NASA is about to do something straight out of a sci-fi movie.
They're going to crash into an asteroid in order to test their capability to alter its path in order to test whether or not we can defend our planet from a possible collision.
From Space.com:
NASA's Double Asteroid Redirection Test (DART) spacecraft is hurtling toward the asteroid Didymos and its moonlet Dimorphos, and it'll reach its target tonight (Sept. 26). At 7:14 p.m. EDT (2314 GMT), if all goes well, DART will crash into Dimorphos in an attempt to alter the moonlet's trajectory. The mission is meant to test the theory that this technique could be used to divert an asteroid heading straight for Earth.

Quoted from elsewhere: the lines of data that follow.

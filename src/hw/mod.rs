mod btleplug_backend;
mod fake_backend;
mod hardware;
mod model;
mod transport;

pub use self::btleplug_backend::{BtleplugScanner, BtleplugTransport, default_adapter};
pub use self::fake_backend::{
    FakeAdvertiser, FakeConnect, FakeDescriptor, FakeLink, FakeRead, FakeScanTransport,
    FakeTransport, FakeTransportConfig, FakeWrite, HexPayload, NotificationPayloads, ScanCall,
    ScanFixture, TransportCall, discovered_from_specs,
};
pub use self::hardware::HardwareClient;
pub(crate) use self::hardware::{FakeBackendConfig, fake_hardware_client, real_hardware_client};
pub use self::model::{
    Advertisement, CharacteristicHandle, DeviceAddress, DiscoveredService, RemoteDevice, ScanEntry,
};
pub use self::transport::{
    AdvertisementStream, LinkEvent, LinkEventStream, ScanTransport, Transport,
};
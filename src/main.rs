use std::process::ExitCode;

use clap::Parser;

use gattlink::{Args, fake_hardware_client, real_hardware_client, run};

#[tokio::main]
async fn main() -> ExitCode {
    let args = Args::parse();
    let mut stdout = std::io::stdout();

    let run_result = async {
        let log_level = args.log_level();
        let output_format = args.output_format();
        let (command, maybe_fake_args) = args.into_command_and_fake_args()?;
        let hardware_client = match maybe_fake_args {
            Some(fake_args) => fake_hardware_client(fake_args),
            None => real_hardware_client(),
        };

        run(command, &mut stdout, hardware_client, log_level, output_format).await
    }
    .await;

    match run_result {
        Ok(()) => ExitCode::SUCCESS,
        Err(error) => {
            eprintln!("error: {error:#}");
            ExitCode::from(1)
        }
    }
}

While neither Dimorphos nor Didymos pose a threat to our planet, and nothing that happens today can change that, the results of the DART mission will provide crucial data for scientists and engineers to develop plans for planetary defense. DART, which is managed for NASA by Johns Hopkins University Applied Physics Laboratory (JHUAPL), marks the first-ever planetary defense test. You can watch the DART asteroid impact live online, courtesy of NASA, beginning at 6 p.m. EDT (2200 GMT).
Believe it or not, it's very difficult to hit an asteroid.
This test run will give us some info we need in case an asteroid ever does head towards Earth.
As DART approaches Dimorphos, it will use its sole instrument, the Didymos Reconnaissance and Asteroid Camera for Optical navigation (DRACO), to autonomously navigate to its impact zone. Considering that scientists estimate Dimorphos has a diameter of just 560 feet (170 meters), that's no easy task.
"Dimorphos is a tiny asteroid," Tom Statler, the mission's program scientist at NASA, said during the news conference. "We've never seen it up close, we don't know what it looks like, we don't know what the shape is. And that's just one of the things that leads to the technical challenges of DART. Hitting an asteroid is a tough thing to do."
For context, Elena Adams, DART mission systems engineer at JHUAPL, said that DRACO won't even spot Dimorphos until about an hour before impact, at which point it'll be just one pixel in DRACO's field of view. "At three minutes prior to impact, two minutes prior to impact, it is 42 pixels in size," Adams said during the news conference.
At 6 pm EST tonight you can see watch the webcast of the attempt.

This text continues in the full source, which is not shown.